Эти разнообразные попытки отгородиться от мира были вызваны не малодушием, трусостью и апатией или, как говорил один из критиков Джефферсона, желанием установить монастырскую дисциплину. Демократы были нацелены на то, чтобы каждый человек, освободившись от воздвигнутых самими же людьми ограничений, реализовал великолепную возможность подняться во весь рост. На основании тех знаний об искусстве управления, которыми они располагали, они, как и Аристотель, могли создать общество независимых индивидов только при условии его простоты и отгороженности от остального мира. Демократы не могли основываться ни на каких других посылках, если стремились добиться того, чтобы все люди могли стихийно управлять общественными делами.
5Они приняли эту посылку, поскольку она соответствовала их надеждам и чаяниям, но они пошли дальше и построили на ее основании некоторые другие выводы. Поскольку для стихийного самоуправления необходимо иметь простое, замкнутое на самом себе сообщество, демократы приняли как само собой разумеющееся, что при управлении этим простым и ограниченным кругом дел один человек может быть столь же компетентным, сколь и его последователь.

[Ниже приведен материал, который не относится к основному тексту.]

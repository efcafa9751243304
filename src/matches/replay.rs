//! Phase B of match ingestion: replaying a decoded telemetry log against the
//! match row and its per-player stats rows.
//!
//! The replay mutates rows in memory only; the caller loads them beforehand
//! and persists them afterwards. Counters that accumulate across events are
//! reset first, so replaying the same log again yields the same rows.

use std::collections::BTreeMap;
use tracing::{debug, info, warn};

use crate::pubg::AccountKind;
use crate::stats::{compute_killscore, normalize_cause, Match, PlayerMatchStats};
use crate::telemetry::{PlayerKill, PlayerTakeDamage, TelemetryEvent, VehicleRide};

#[derive(Debug, Clone, Copy, Default, PartialEq, Eq)]
pub struct ReplaySummary {
    /// Events walked, including the one that ended the replay
    pub events_walked: usize,
    /// Events that involved forsen and were dispatched to a handler
    pub events_applied: usize,
    pub tracked_player_died: bool,
}

pub struct TelemetryReplay<'a> {
    tracked_player_id: &'a str,
    record: &'a mut Match,
    rows: BTreeMap<String, PlayerMatchStats>,
}

fn increment(counter: &mut Option<i32>) {
    *counter = Some(counter.unwrap_or(0) + 1);
}

impl<'a> TelemetryReplay<'a> {
    pub fn new(
        tracked_player_id: &'a str,
        record: &'a mut Match,
        rows: Vec<PlayerMatchStats>,
    ) -> Self {
        let rows = rows
            .into_iter()
            .map(|row| (row.player_id.clone(), row))
            .collect();

        Self {
            tracked_player_id,
            record,
            rows,
        }
    }

    /// Stats rows after the replay, ordered by player id
    pub fn into_rows(self) -> Vec<PlayerMatchStats> {
        self.rows.into_values().collect()
    }

    /// Resets the incrementable counters, then applies events in order until
    /// the log ends or forsen dies.
    pub fn run(&mut self, events: &[TelemetryEvent]) -> ReplaySummary {
        self.reset_incrementable_stats();

        let mut summary = ReplaySummary::default();
        for event in events {
            summary.events_walked += 1;

            match event {
                TelemetryEvent::PlayerKill(kill) if self.kill_involves_tracked(kill) => {
                    summary.events_applied += 1;
                    self.apply_kill(kill);
                    if self.is_tracked(&kill.victim.account_id) {
                        // Nothing after forsen's death matters
                        summary.tracked_player_died = true;
                        break;
                    }
                }
                TelemetryEvent::PlayerTakeDamage(damage)
                    if self.is_tracked(&damage.victim.account_id) =>
                {
                    summary.events_applied += 1;
                    self.apply_damage(damage);
                }
                TelemetryEvent::VehicleRide(ride) if self.ride_involves_tracked(ride) => {
                    summary.events_applied += 1;
                    self.apply_vehicle_ride(ride);
                }
                _ => {}
            }
        }

        debug!(
            match_id = %self.record.id,
            events_walked = summary.events_walked,
            events_applied = summary.events_applied,
            tracked_player_died = summary.tracked_player_died,
            "Telemetry replayed"
        );
        summary
    }

    fn reset_incrementable_stats(&mut self) {
        if self.record.is_forsen_match {
            self.record.nb_forsen_kills = Some(0);
            self.record.nb_forsen_bot_kills = Some(0);
        }
        for row in self.rows.values_mut() {
            row.damage_to_forsen = Some(0.0);
        }
    }

    fn is_tracked(&self, account_id: &str) -> bool {
        account_id == self.tracked_player_id
    }

    fn kill_involves_tracked(&self, kill: &PlayerKill) -> bool {
        self.is_tracked(&kill.victim.account_id)
            || kill
                .killer_account()
                .is_some_and(|killer| self.is_tracked(killer))
    }

    fn ride_involves_tracked(&self, ride: &VehicleRide) -> bool {
        self.is_tracked(&ride.character.account_id)
            || ride
                .fellow_passengers
                .iter()
                .any(|passenger| self.is_tracked(&passenger.account_id))
    }

    fn row_mut(&mut self, player_id: &str) -> Option<&mut PlayerMatchStats> {
        let row = self.rows.get_mut(player_id);
        if row.is_none() {
            warn!(
                match_id = %self.record.id,
                player_id = %player_id,
                "Telemetry references a player without stats row, skipping"
            );
        }
        row
    }

    fn apply_kill(&mut self, kill: &PlayerKill) {
        let cause = normalize_cause(&kill.killer_damage_info.damage_type_category).to_string();
        let victim_id = kill.victim.account_id.as_str();

        match AccountKind::classify(victim_id) {
            AccountKind::Npc => return,
            AccountKind::Bot => {
                increment(&mut self.record.nb_forsen_kills);
                increment(&mut self.record.nb_forsen_bot_kills);
                return;
            }
            AccountKind::Player => {}
        }

        if kill.is_suicide {
            if self.is_tracked(victim_id) {
                self.record.forsen_died_to_cause = Some(cause.clone());
            }
            if let Some(row) = self.row_mut(victim_id) {
                row.killed_by_forsen_with = Some(cause.clone());
                row.killed_forsen_with = Some(cause);
            }
            return;
        }

        if self.is_tracked(victim_id) {
            self.apply_tracked_death(kill, cause);
        } else {
            // Forsen is the killer here
            increment(&mut self.record.nb_forsen_kills);
            if let Some(row) = self.row_mut(victim_id) {
                row.killed_by_forsen_with = Some(cause);
            }
        }
    }

    fn apply_tracked_death(&mut self, kill: &PlayerKill, cause: String) {
        let rank = kill.victim_rank();
        if rank.is_some() {
            self.record.forsen_final_rank = rank;
        }
        self.record.forsen_died_to_cause = Some(cause.clone());

        let Some(killer_id) = kill.killer_account() else {
            debug!(match_id = %self.record.id, cause = %cause, "Forsen died without a killer");
            return;
        };
        self.record.forsen_died_to_account = Some(killer_id.to_string());
        info!(
            match_id = %self.record.id,
            killer_id = %killer_id,
            killer_name = kill.killer_name(),
            cause = %cause,
            weapon = kill.weapon(),
            rank = ?rank,
            "Forsen killed"
        );

        if !AccountKind::classify(killer_id).is_player() {
            return;
        }

        let match_id = self.record.id.clone();
        let Some(row) = self.row_mut(killer_id) else {
            return;
        };
        row.killed_forsen_with = Some(cause.clone());
        match rank {
            Some(rank) => {
                row.forsen_final_rank = Some(rank);
                row.killscore = compute_killscore(rank, &cause);
            }
            None => {
                warn!(match_id = %match_id, killer_id = %killer_id, "Forsen death without final rank");
            }
        }
    }

    fn apply_damage(&mut self, damage: &PlayerTakeDamage) {
        let Some(attacker_id) = damage.attacker_account() else {
            return;
        };
        if self.is_tracked(attacker_id) || !AccountKind::classify(attacker_id).is_player() {
            return;
        }

        if let Some(row) = self.row_mut(attacker_id) {
            row.damage_to_forsen = Some(row.damage_to_forsen.unwrap_or(0.0) + damage.damage);
        }
    }

    // Rides involving forsen are recognised but do not feed any stat yet
    fn apply_vehicle_ride(&mut self, _ride: &VehicleRide) {}
}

Более того, доктрина абсолютно компетентного гражданина обладает практической истинностью в сельских условиях. Каждый деревенский житель рано или поздно оказывается причастным ко всему, чем занимается данная деревня. В местном управлении происходит ротация мастеров на все руки. Доктрина абсолютно компетентного гражданина не встречала никаких серьезных трудностей до тех пор, пока демократический стереотип не нашел всеобщего применения. Тогда получилось, что, глядя на сложнейшую цивилизацию, люди видели замкнутый мир одной деревни.